Reggie,
I have a friend who is pretty well versed in the scriptures. We have been talking and now she is wanting to discuss her preterist views. Now before I put my foot in my mouth unnecessarily, are there any foundational points that I should consider before discussing anything further. I know that you discussed this once but I do not remember which email it was in. What about the resurrection already having taken place in her view. Please drop a few pointers to me. Thanks.
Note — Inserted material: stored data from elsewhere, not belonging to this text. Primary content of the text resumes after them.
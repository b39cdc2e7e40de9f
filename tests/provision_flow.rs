//! End-to-end bootstrap scenario against a scripted hypervisor.
//!
//! Models the real external world in memory: a libvirt network with no
//! reservation, no domain, a vault that decrypts to two passwords, and a
//! target that accepts SSH once the domain runs. Verifies the full pipeline
//! converges on the first run and is a no-op on the second.

use std::path::Path;
use std::sync::{Mutex, OnceLock};

use async_trait::async_trait;
use tempfile::TempDir;

use pveforge::config::{CacheDir, ForgeConfig, TemplatePath};
use pveforge::errors::ForgeResult;
use pveforge::provision;
use pveforge::util::{CommandOutput, CommandRunner};

const MAC: &str = "52:54:00:ab:cd:10";
const IP: &str = "192.168.122.10";

/// In-memory stand-in for libvirt, the vault, and the target host.
#[derive(Default)]
struct World {
    reservation_inserts: u32,
    reservation_present: bool,
    domain_exists: bool,
    domain_running: bool,
    installs: u32,
    starts: u32,
    playbook_runs: u32,
}

struct ScriptedRunner {
    world: Mutex<World>,
}

impl ScriptedRunner {
    fn new() -> Self {
        Self {
            world: Mutex::new(World::default()),
        }
    }
}

#[async_trait]
impl CommandRunner for ScriptedRunner {
    async fn run(&self, program: &str, args: &[&str]) -> ForgeResult<CommandOutput> {
        let mut world = self.world.lock().unwrap();
        match (program, args.first().copied()) {
            ("virsh", Some("net-dumpxml")) => {
                let hosts = if world.reservation_present {
                    format!("<host mac='{MAC}' name='pve' ip='{IP}'/>")
                } else {
                    String::new()
                };
                Ok(CommandOutput::ok(&format!(
                    "<network><name>default</name><ip><dhcp>{hosts}</dhcp></ip></network>"
                )))
            }
            ("virsh", Some("net-update")) => {
                world.reservation_inserts += 1;
                world.reservation_present = true;
                Ok(CommandOutput::ok(""))
            }
            ("virsh", Some("domstate")) => {
                if !world.domain_exists {
                    Ok(CommandOutput::failed(
                        1,
                        "error: failed to get domain 'pve'",
                    ))
                } else if world.domain_running {
                    Ok(CommandOutput::ok("running\n"))
                } else {
                    Ok(CommandOutput::ok("shut off\n"))
                }
            }
            ("virsh", Some("start")) => {
                world.starts += 1;
                world.domain_running = true;
                Ok(CommandOutput::ok("Domain 'pve' started\n"))
            }
            ("ansible-vault", Some("view")) => Ok(CommandOutput::ok(
                "root_password: hunter2\nuser_password: swordfish\n",
            )),
            ("ssh", _) => {
                if world.domain_running {
                    Ok(CommandOutput::ok(""))
                } else {
                    Ok(CommandOutput::failed(255, "Connection refused"))
                }
            }
            other => panic!("unexpected command: {other:?}"),
        }
    }

    async fn run_streamed(
        &self,
        program: &str,
        _args: &[&str],
        _cwd: Option<&Path>,
    ) -> ForgeResult<Option<i32>> {
        let mut world = self.world.lock().unwrap();
        match program {
            "virt-install" => {
                world.installs += 1;
                // Installer completes, domain defined but left powered off.
                world.domain_exists = true;
                world.domain_running = false;
                Ok(Some(0))
            }
            "ansible-playbook" => {
                world.playbook_runs += 1;
                Ok(Some(0))
            }
            other => panic!("unexpected streamed command: {other}"),
        }
    }
}

/// Preflight probes PATH for the real tools; point it at stub files so the
/// test is independent of what the host has installed.
fn ensure_stub_tools() {
    static STUBS: OnceLock<TempDir> = OnceLock::new();
    STUBS.get_or_init(|| {
        let dir = tempfile::tempdir().unwrap();
        for tool in ["virsh", "virt-install", "ansible-playbook", "ansible-vault", "ssh"] {
            std::fs::write(dir.path().join(tool), "#!/bin/sh\n").unwrap();
        }
        let old = std::env::var_os("PATH").unwrap_or_default();
        let mut paths = vec![dir.path().to_path_buf()];
        paths.extend(std::env::split_paths(&old));
        let joined = std::env::join_paths(paths).unwrap();
        unsafe { std::env::set_var("PATH", &joined) };
        dir
    });
}

const TEMPLATE: &str = "\
d-i passwd/root-password-crypted password {{ROOT_PASSWORD_HASH}}
d-i passwd/user-password-crypted password {{USER_PASSWORD_HASH}}
d-i preseed/late_command string echo \"{{SSH_PUBLIC_KEY}}\" > /target/root/.ssh/authorized_keys
";

fn test_config(dir: &Path) -> ForgeConfig {
    let mut cfg = ForgeConfig::default();
    cfg.cache_dir = CacheDir(dir.join("cache"));
    cfg.template = TemplatePath(dir.join("preseed.cfg"));
    cfg.credentials.vault_file = dir.join("vault.yml");
    cfg.credentials.vault_password_file = dir.join(".vault_pass");
    cfg.credentials.ssh_public_key = dir.join("id_ed25519.pub");
    cfg.ssh.interval_secs = 0;
    cfg
}

fn write_fixtures(dir: &Path, cfg: &ForgeConfig) {
    std::fs::write(&cfg.template.0, TEMPLATE).unwrap();
    std::fs::write(&cfg.credentials.vault_file, "$ANSIBLE_VAULT;1.1;AES256\nabcdef\n").unwrap();
    std::fs::write(&cfg.credentials.vault_password_file, "vault-pw\n").unwrap();
    std::fs::write(&cfg.credentials.ssh_public_key, "ssh-ed25519 AAAAC3Nza op@host\n").unwrap();
    // Pre-populate the image cache so the run never reaches for the network.
    std::fs::create_dir_all(&cfg.cache_dir.0).unwrap();
    std::fs::write(cfg.iso_path(), b"iso-bytes").unwrap();
}

#[tokio::test]
async fn full_run_provisions_once_and_is_idempotent_after() {
    ensure_stub_tools();
    let dir = tempfile::tempdir().unwrap();
    let cfg = test_config(dir.path());
    write_fixtures(dir.path(), &cfg);

    let runner = std::sync::Arc::new(ScriptedRunner::new());

    // First run: empty world, everything gets built.
    let metrics = provision::run_full(cfg.clone(), runner.clone()).await.unwrap();
    let names: Vec<&str> = metrics.stages.iter().map(|s| s.name.as_str()).collect();
    assert_eq!(
        names,
        vec![
            "preflight",
            "network_reservation",
            "image_cache",
            "install_config",
            "vm_up",
            "ssh_wait",
            "converge",
        ]
    );

    {
        let world = runner.world.lock().unwrap();
        assert_eq!(world.reservation_inserts, 1);
        assert_eq!(world.installs, 1);
        assert_eq!(world.starts, 1);
        assert!(world.domain_running);
        assert_eq!(world.playbook_runs, 1);
    }

    // Generated install configuration: placeholders fully replaced, both
    // passwords present only as SHA-512-crypt hashes.
    let preseed = std::fs::read_to_string(cfg.preseed_path()).unwrap();
    assert!(!preseed.contains("{{"));
    assert_eq!(preseed.matches("$6$").count(), 2);
    assert!(!preseed.contains("hunter2"));
    assert!(!preseed.contains("swordfish"));
    assert!(preseed.contains("ssh-ed25519 AAAAC3Nza op@host"));

    // Second run: already-running VM and existing reservation, so nothing is
    // recreated and no duplicate host record appears.
    provision::run_full(cfg.clone(), runner.clone()).await.unwrap();
    {
        let world = runner.world.lock().unwrap();
        assert_eq!(world.reservation_inserts, 1);
        assert_eq!(world.installs, 1);
        assert_eq!(world.starts, 1);
        assert_eq!(world.playbook_runs, 2);
    }

    // Cached image untouched.
    assert_eq!(std::fs::read(cfg.iso_path()).unwrap(), b"iso-bytes");
}

#[tokio::test]
async fn ansible_only_run_skips_provisioning_stages() {
    ensure_stub_tools();
    let dir = tempfile::tempdir().unwrap();
    let cfg = test_config(dir.path());
    write_fixtures(dir.path(), &cfg);

    let runner = std::sync::Arc::new(ScriptedRunner::new());
    let metrics = provision::run_ansible(
        cfg,
        runner.clone(),
        vec!["--check".to_string()],
    )
    .await
    .unwrap();

    let names: Vec<&str> = metrics.stages.iter().map(|s| s.name.as_str()).collect();
    assert_eq!(names, vec!["preflight", "converge"]);

    let world = runner.world.lock().unwrap();
    assert_eq!(world.playbook_runs, 1);
    assert_eq!(world.installs, 0);
    assert_eq!(world.reservation_inserts, 0);
}
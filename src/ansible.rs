//! Configuration convergence.
//!
//! Hands the reachable host to the configuration-management engine. The
//! engine's own output streams to the operator and its exit code is the sole
//! success signal; individual task results are never interpreted here.

use crate::config::ForgeConfig;
use crate::errors::{ForgeError, ForgeResult};
use crate::util::CommandRunner;

/// Run the playbook against the inventory, forwarding `extra_args` verbatim.
pub async fn converge(
    runner: &dyn CommandRunner,
    cfg: &ForgeConfig,
    extra_args: &[String],
) -> ForgeResult<()> {
    let mut args: Vec<&str> = vec!["-i", &cfg.ansible.inventory, &cfg.ansible.playbook];
    args.extend(extra_args.iter().map(String::as_str));

    tracing::info!(
        playbook = %cfg.ansible.playbook,
        inventory = %cfg.ansible.inventory,
        dir = %cfg.ansible.dir.display(),
        "running configuration convergence"
    );
    let code = runner
        .run_streamed("ansible-playbook", &args, Some(&cfg.ansible.dir))
        .await?;

    match code {
        Some(0) => Ok(()),
        Some(code) => Err(ForgeError::Convergence(code)),
        None => Err(ForgeError::Convergence(1)),
    }
}

/// Operator-facing success banner.
pub fn print_summary(cfg: &ForgeConfig) {
    println!();
    println!("Proxmox VE host is ready.");
    println!("  Web UI : https://{}:8006", cfg.network.ip);
    println!("  Login  : root@pam (root password from the vault)");
    println!("  SSH    : ssh {}@{}", cfg.ssh.user, cfg.network.ip);
}
//! External command seam.
//!
//! Every hard operation here is delegated to an existing tool (`virsh`,
//! `virt-install`, `ansible-vault`, `ansible-playbook`, `ssh`), so the one
//! trait the whole pipeline shares is "run a command". Stages take
//! `&dyn CommandRunner`, which keeps them testable with a scripted runner.

use std::path::{Path, PathBuf};
use std::process::Stdio;

use async_trait::async_trait;
use tokio::process::Command;

use crate::errors::{ForgeError, ForgeResult};

/// Captured result of an external command.
#[derive(Debug, Clone)]
pub struct CommandOutput {
    /// Exit code, `None` when the process was killed by a signal.
    pub code: Option<i32>,
    pub stdout: String,
    pub stderr: String,
}

impl CommandOutput {
    pub fn success(&self) -> bool {
        self.code == Some(0)
    }

    /// Convenience constructor for scripted runners in tests.
    pub fn ok(stdout: &str) -> Self {
        Self {
            code: Some(0),
            stdout: stdout.to_string(),
            stderr: String::new(),
        }
    }

    /// Convenience constructor for a failing command.
    pub fn failed(code: i32, stderr: &str) -> Self {
        Self {
            code: Some(code),
            stdout: String::new(),
            stderr: stderr.to_string(),
        }
    }
}

/// Runs external commands on behalf of the pipeline stages.
#[async_trait]
pub trait CommandRunner: Send + Sync {
    /// Run to completion with captured stdout/stderr.
    async fn run(&self, program: &str, args: &[&str]) -> ForgeResult<CommandOutput>;

    /// Run to completion with inherited stdio, for long operations whose
    /// output the operator must see (installer, convergence engine).
    /// Returns the exit code, `None` on signal death.
    async fn run_streamed(
        &self,
        program: &str,
        args: &[&str],
        cwd: Option<&Path>,
    ) -> ForgeResult<Option<i32>>;
}

/// Production runner backed by `tokio::process`.
pub struct HostRunner;

#[async_trait]
impl CommandRunner for HostRunner {
    async fn run(&self, program: &str, args: &[&str]) -> ForgeResult<CommandOutput> {
        tracing::debug!(program, ?args, "running command");
        let output = Command::new(program)
            .args(args)
            .stdin(Stdio::null())
            .output()
            .await
            .map_err(|e| ForgeError::Launch(format!("{program}: {e}")))?;

        Ok(CommandOutput {
            code: output.status.code(),
            stdout: String::from_utf8_lossy(&output.stdout).into_owned(),
            stderr: String::from_utf8_lossy(&output.stderr).into_owned(),
        })
    }

    async fn run_streamed(
        &self,
        program: &str,
        args: &[&str],
        cwd: Option<&Path>,
    ) -> ForgeResult<Option<i32>> {
        tracing::debug!(program, ?args, ?cwd, "running command (streamed)");
        let mut cmd = Command::new(program);
        cmd.args(args);
        if let Some(dir) = cwd {
            cmd.current_dir(dir);
        }

        let status = cmd
            .status()
            .await
            .map_err(|e| ForgeError::Launch(format!("{program}: {e}")))?;
        Ok(status.code())
    }
}

/// Locate an executable on PATH.
pub fn find_binary(name: &str) -> ForgeResult<PathBuf> {
    let path = std::env::var_os("PATH").unwrap_or_default();
    for dir in std::env::split_paths(&path) {
        let candidate = dir.join(name);
        if candidate.is_file() {
            return Ok(candidate);
        }
    }
    Err(ForgeError::MissingDependency(name.to_string()))
}
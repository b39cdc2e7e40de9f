//! Dispatcher: maps a verb to a stage sequence.

use std::path::PathBuf;
use std::sync::Arc;

use clap::{Parser, Subcommand};
use tracing_subscriber::EnvFilter;

use pveforge::util::{CommandRunner, HostRunner};
use pveforge::{ForgeConfig, ForgeError, ForgeResult, provision};

#[derive(Parser)]
#[command(name = "pveforge", version, about = "Bootstrap a Proxmox VE host on libvirt")]
struct Cli {
    /// JSON file overriding the built-in deployment constants.
    #[arg(long, global = true, value_name = "FILE")]
    config: Option<PathBuf>,

    #[command(subcommand)]
    command: Command,
}

#[derive(Subcommand)]
enum Command {
    /// Full bootstrap: preflight, reservation, image, install, wait, converge
    Up,
    /// Run configuration management only; arguments after the verb are
    /// forwarded to the engine verbatim
    Ansible {
        #[arg(trailing_var_arg = true, allow_hyphen_values = true)]
        args: Vec<String>,
    },
    /// Force-stop the VM and delete it together with its storage. Irreversible
    Destroy,
}

fn init_tracing() {
    let filter = EnvFilter::try_from_default_env().unwrap_or_else(|_| EnvFilter::new("info"));
    tracing_subscriber::fmt()
        .with_env_filter(filter)
        .with_target(false)
        .init();
}

async fn dispatch(cli: Cli) -> ForgeResult<()> {
    let config = match &cli.config {
        Some(path) => ForgeConfig::load(path)?,
        None => ForgeConfig::default(),
    };
    let runner: Arc<dyn CommandRunner> = Arc::new(HostRunner);

    match cli.command {
        Command::Up => {
            provision::run_full(config, runner).await?;
        }
        Command::Ansible { args } => {
            provision::run_ansible(config, runner, args).await?;
        }
        Command::Destroy => {
            provision::run_destroy(config, runner).await?;
        }
    }
    Ok(())
}

#[tokio::main]
async fn main() {
    init_tracing();
    let cli = Cli::parse();

    if let Err(err) = dispatch(cli).await {
        eprintln!("\x1b[1;31merror:\x1b[0m {err}");
        let code = match err {
            ForgeError::Convergence(code) if code > 0 => code,
            _ => 1,
        };
        std::process::exit(code);
    }
}
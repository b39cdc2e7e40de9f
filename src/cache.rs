//! Installer image cache.
//!
//! One path, downloaded at most once. A non-empty file at the cache path is
//! trusted as-is: no checksum, no resume. A failed download can therefore
//! leave a truncated entry behind; the operator clears the cache directory to
//! recover.

use std::path::Path;

use futures::StreamExt;
use tokio::io::AsyncWriteExt;

use crate::errors::{ForgeError, ForgeResult};

#[derive(Debug, Clone, Copy, PartialEq, Eq)]
pub enum CacheStatus {
    /// Non-empty file already present; no network access performed.
    Hit,
    Downloaded,
}

/// Ensure the installer image exists at `dest`, downloading it if needed.
pub async fn ensure_image(url: &str, dest: &Path) -> ForgeResult<CacheStatus> {
    if let Ok(meta) = tokio::fs::metadata(dest).await
        && meta.is_file()
        && meta.len() > 0
    {
        tracing::info!(path = %dest.display(), size = meta.len(), "installer image cached, skipping download");
        return Ok(CacheStatus::Hit);
    }

    if let Some(parent) = dest.parent() {
        tokio::fs::create_dir_all(parent).await?;
    }

    tracing::info!(url, path = %dest.display(), "downloading installer image");
    let response = reqwest::get(url)
        .await
        .and_then(|r| r.error_for_status())
        .map_err(|e| ForgeError::Download(e.to_string()))?;

    let mut file = tokio::fs::File::create(dest).await?;
    let mut stream = response.bytes_stream();
    while let Some(chunk) = stream.next().await {
        let chunk = chunk.map_err(|e| ForgeError::Download(e.to_string()))?;
        file.write_all(&chunk).await?;
    }
    file.flush().await?;

    tracing::info!(path = %dest.display(), "installer image downloaded");
    Ok(CacheStatus::Downloaded)
}
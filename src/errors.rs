//! Error taxonomy for the bootstrap pipeline.
//!
//! Every stage fails the whole run immediately; the only deliberately lenient
//! paths (network reservation insertion, destroy of an absent VM) are modeled
//! as typed outcomes in their own modules rather than as errors.

use std::path::PathBuf;

use thiserror::Error;

pub type ForgeResult<T> = Result<T, ForgeError>;

#[derive(Debug, Error)]
pub enum ForgeError {
    /// A required external executable is not on PATH.
    #[error("required tool not found on PATH: {0}")]
    MissingDependency(String),

    /// A required local credential file is absent.
    #[error("required credential file missing: {0}")]
    MissingCredentialFile(PathBuf),

    /// Installer image download failed. The cache entry may be truncated and
    /// must be cleared manually before retrying.
    #[error("download failed: {0}")]
    Download(String),

    /// A named secret could not be extracted from the decrypted vault.
    #[error("secret lookup failed: {0}")]
    SecretLookup(String),

    /// `virt-install` failed. Never retried automatically; destroy and re-run.
    #[error("VM creation failed: {0}")]
    VmCreation(String),

    /// The target never accepted an SSH connection within the attempt budget.
    #[error("target did not accept SSH connections after {attempts} attempts")]
    SshTimeout { attempts: u32 },

    /// The configuration-management engine reported failure; the exit code is
    /// propagated to the operator verbatim.
    #[error("configuration run failed with exit code {0}")]
    Convergence(i32),

    /// A hypervisor CLI invocation failed outside the creation path.
    #[error("hypervisor command failed: {0}")]
    Hypervisor(String),

    /// Install-configuration template is malformed or a placeholder survived
    /// substitution.
    #[error("install template error: {0}")]
    Template(String),

    /// Password hashing failed.
    #[error("password hashing failed: {0}")]
    Hash(String),

    /// Configuration file could not be loaded or parsed.
    #[error("config error: {0}")]
    Config(String),

    /// An external command could not be launched at all.
    #[error("failed to launch external command: {0}")]
    Launch(String),

    /// Pipeline wiring bug (stage ran out of order, missing output).
    #[error("internal error: {0}")]
    Internal(String),

    #[error(transparent)]
    Io(#[from] std::io::Error),
}
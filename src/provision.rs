//! Provisioning orchestration.
//!
//! Maps each dispatcher verb to an execution plan over the shared stage
//! pipeline:
//!
//! ```text
//! up:       preflight → network_reservation → image_cache → install_config
//!              → vm_up → ssh_wait → converge
//! ansible:  preflight → converge
//! destroy:  (no pipeline) force-stop + undefine + storage removal
//! ```
//!
//! Stages communicate through [`ProvisionCtx`]; outputs of earlier stages
//! (cached image path, generated preseed path) are stored there for later
//! ones. Two concurrent runs against the same VM name are unsupported: the
//! create-if-absent decision races on hypervisor state.

use std::path::PathBuf;
use std::sync::Arc;

use async_trait::async_trait;
use tokio::sync::Mutex;

use crate::ansible;
use crate::cache::{self, CacheStatus};
use crate::config::ForgeConfig;
use crate::errors::{ForgeError, ForgeResult};
use crate::installcfg::{self, PreseedInputs};
use crate::net::{self, ReservationOutcome};
use crate::pipeline::{ExecutionPlan, PipelineMetrics, StageTask, run_plan};
use crate::preflight;
use crate::secrets::{ROOT_PASSWORD_KEY, USER_PASSWORD_KEY, Vault, hash_password};
use crate::ssh;
use crate::util::CommandRunner;
use crate::vm::{self, EnsureOutcome};

/// Outputs accumulated as stages run.
#[derive(Debug, Default)]
pub struct ProvisionState {
    pub reservation: Option<ReservationOutcome>,
    pub cache: Option<CacheStatus>,
    pub iso: Option<PathBuf>,
    pub preseed: Option<PathBuf>,
    pub vm: Option<EnsureOutcome>,
}

/// Shared stage context, cheap to clone.
#[derive(Clone)]
pub struct ProvisionCtx {
    pub config: Arc<ForgeConfig>,
    pub runner: Arc<dyn CommandRunner>,
    pub extra_args: Arc<Vec<String>>,
    pub state: Arc<Mutex<ProvisionState>>,
}

impl ProvisionCtx {
    pub fn new(config: ForgeConfig, runner: Arc<dyn CommandRunner>, extra_args: Vec<String>) -> Self {
        Self {
            config: Arc::new(config),
            runner,
            extra_args: Arc::new(extra_args),
            state: Arc::new(Mutex::new(ProvisionState::default())),
        }
    }
}

struct PreflightStage;

#[async_trait]
impl StageTask<ProvisionCtx> for PreflightStage {
    async fn run(self: Box<Self>, ctx: ProvisionCtx) -> ForgeResult<()> {
        preflight::check(&ctx.config)
    }

    fn name(&self) -> &str {
        "preflight"
    }
}

struct ReservationStage;

#[async_trait]
impl StageTask<ProvisionCtx> for ReservationStage {
    async fn run(self: Box<Self>, ctx: ProvisionCtx) -> ForgeResult<()> {
        let outcome =
            net::ensure_reservation(ctx.runner.as_ref(), &ctx.config.network, &ctx.config.vm.mac)
                .await?;
        ctx.state.lock().await.reservation = Some(outcome);
        Ok(())
    }

    fn name(&self) -> &str {
        "network_reservation"
    }
}

struct ImageCacheStage;

#[async_trait]
impl StageTask<ProvisionCtx> for ImageCacheStage {
    async fn run(self: Box<Self>, ctx: ProvisionCtx) -> ForgeResult<()> {
        let dest = ctx.config.iso_path();
        let status = cache::ensure_image(&ctx.config.image.url, &dest).await?;
        let mut state = ctx.state.lock().await;
        state.cache = Some(status);
        state.iso = Some(dest);
        Ok(())
    }

    fn name(&self) -> &str {
        "image_cache"
    }
}

struct InstallConfigStage;

#[async_trait]
impl StageTask<ProvisionCtx> for InstallConfigStage {
    async fn run(self: Box<Self>, ctx: ProvisionCtx) -> ForgeResult<()> {
        let cfg = &ctx.config;
        let vault = Vault::new(
            ctx.runner.as_ref(),
            &cfg.credentials.vault_file,
            &cfg.credentials.vault_password_file,
        );
        // Plaintext stays in memory; only the hashes reach the template.
        let root_plain = vault.read(ROOT_PASSWORD_KEY).await?;
        let user_plain = vault.read(USER_PASSWORD_KEY).await?;

        let public_key = tokio::fs::read_to_string(&cfg.credentials.ssh_public_key)
            .await?
            .trim()
            .to_string();
        let inputs = PreseedInputs {
            root_password_hash: hash_password(&root_plain)?,
            user_password_hash: hash_password(&user_plain)?,
            ssh_public_key: public_key,
        };

        let dest = cfg.preseed_path();
        installcfg::render(&cfg.template.0, &dest, &inputs).await?;
        ctx.state.lock().await.preseed = Some(dest);
        Ok(())
    }

    fn name(&self) -> &str {
        "install_config"
    }
}

struct VmUpStage;

#[async_trait]
impl StageTask<ProvisionCtx> for VmUpStage {
    async fn run(self: Box<Self>, ctx: ProvisionCtx) -> ForgeResult<()> {
        let (iso, preseed) = {
            let state = ctx.state.lock().await;
            let iso = state
                .iso
                .clone()
                .ok_or_else(|| ForgeError::Internal("image cache stage must run first".into()))?;
            let preseed = state.preseed.clone().ok_or_else(|| {
                ForgeError::Internal("install config stage must run first".into())
            })?;
            (iso, preseed)
        };

        let outcome = vm::ensure_running(ctx.runner.as_ref(), &ctx.config, &iso, &preseed).await?;
        ctx.state.lock().await.vm = Some(outcome);
        Ok(())
    }

    fn name(&self) -> &str {
        "vm_up"
    }
}

struct SshWaitStage;

#[async_trait]
impl StageTask<ProvisionCtx> for SshWaitStage {
    async fn run(self: Box<Self>, ctx: ProvisionCtx) -> ForgeResult<()> {
        ssh::wait_for_ssh(ctx.runner.as_ref(), &ctx.config.ssh, &ctx.config.network.ip).await?;
        Ok(())
    }

    fn name(&self) -> &str {
        "ssh_wait"
    }
}

struct ConvergeStage;

#[async_trait]
impl StageTask<ProvisionCtx> for ConvergeStage {
    async fn run(self: Box<Self>, ctx: ProvisionCtx) -> ForgeResult<()> {
        ansible::converge(ctx.runner.as_ref(), &ctx.config, &ctx.extra_args).await?;
        ansible::print_summary(&ctx.config);
        Ok(())
    }

    fn name(&self) -> &str {
        "converge"
    }
}

fn full_plan() -> ExecutionPlan<ProvisionCtx> {
    ExecutionPlan::new(vec![
        Box::new(PreflightStage),
        Box::new(ReservationStage),
        Box::new(ImageCacheStage),
        Box::new(InstallConfigStage),
        Box::new(VmUpStage),
        Box::new(SshWaitStage),
        Box::new(ConvergeStage),
    ])
}

fn ansible_plan() -> ExecutionPlan<ProvisionCtx> {
    ExecutionPlan::new(vec![Box::new(PreflightStage), Box::new(ConvergeStage)])
}

/// Full bootstrap: all seven stages in order.
pub async fn run_full(
    config: ForgeConfig,
    runner: Arc<dyn CommandRunner>,
) -> ForgeResult<PipelineMetrics> {
    let ctx = ProvisionCtx::new(config, runner, Vec::new());
    let metrics = run_plan(full_plan(), ctx).await?;
    tracing::info!(
        total_ms = metrics.total_duration_ms,
        stages = metrics.stages.len(),
        "bootstrap complete"
    );
    Ok(metrics)
}

/// Re-run configuration management only, forwarding extra engine arguments.
pub async fn run_ansible(
    config: ForgeConfig,
    runner: Arc<dyn CommandRunner>,
    extra_args: Vec<String>,
) -> ForgeResult<PipelineMetrics> {
    let ctx = ProvisionCtx::new(config, runner, extra_args);
    run_plan(ansible_plan(), ctx).await
}

/// Tear the VM down and delete its storage, then drop the generated install
/// configuration. The cached installer image is kept; it is name-stable and
/// expensive to re-download.
pub async fn run_destroy(config: ForgeConfig, runner: Arc<dyn CommandRunner>) -> ForgeResult<()> {
    vm::destroy(runner.as_ref(), &config.vm.name).await?;

    match tokio::fs::remove_file(config.preseed_path()).await {
        Ok(()) => tracing::debug!("generated install configuration removed"),
        Err(e) if e.kind() == std::io::ErrorKind::NotFound => {}
        Err(e) => tracing::warn!(error = %e, "could not remove generated install configuration"),
    }
    Ok(())
}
If ever there was an interpretation getting away with exegetical ‘murder’, it’s certainly preterism. They are forced to separate what God has joined. For example, it is exegetically impossible to separate the day of the Lord from the destruction of Jerusalem. The day of the Lord is the hope of Israel in the OT and the church’s hope of Christ’s return in the new. Orthodox preterists rightly recognize the NT’s references to the day of the Lord as still pertaining to the church’s ‘blessed hope’ of Christ’s return, but inconsistently deny its relation to the tribulation and Jerusalem for entirely dogmatic reasons. To do this, they must deny that the post-tribulational return of Christ described in the synoptics (MT 24; Mk 13; Lk 21) is connected with the church’s hope of Christ return, which, of course, the NT itself unambiguously identifies with the still future day of the Lord (1Thes 5:4 et al). Thus they must make the return of MT 24:29 a mystical return that is alleged to have happened in the 70AD destruction of Jerusalem. But who can fail to see that all of the language that Jesus uses to describe this coming is manifestly taken from OT passages describing the day of the Lord, and in all of those OT contexts, the final unequaled tribulation is all around the issue of Jerusalem and the Land. Separation is impossible. They must commit the same exegetical violence by separating this from two other inseparables, namely, the three and one half year advent and career of Antichrist (compare Dan 11:36 with 2Thes 2:4, 2Thes 2:8) and, of course, the resurrection itself, which Dan 12:2 places immediately AFTER the tribulation, just as Jesus puts His return in glory “immediately AFTER” the tribulation Mt 24:29 (compare also Dan 12:1 with the context of events in Rev 12).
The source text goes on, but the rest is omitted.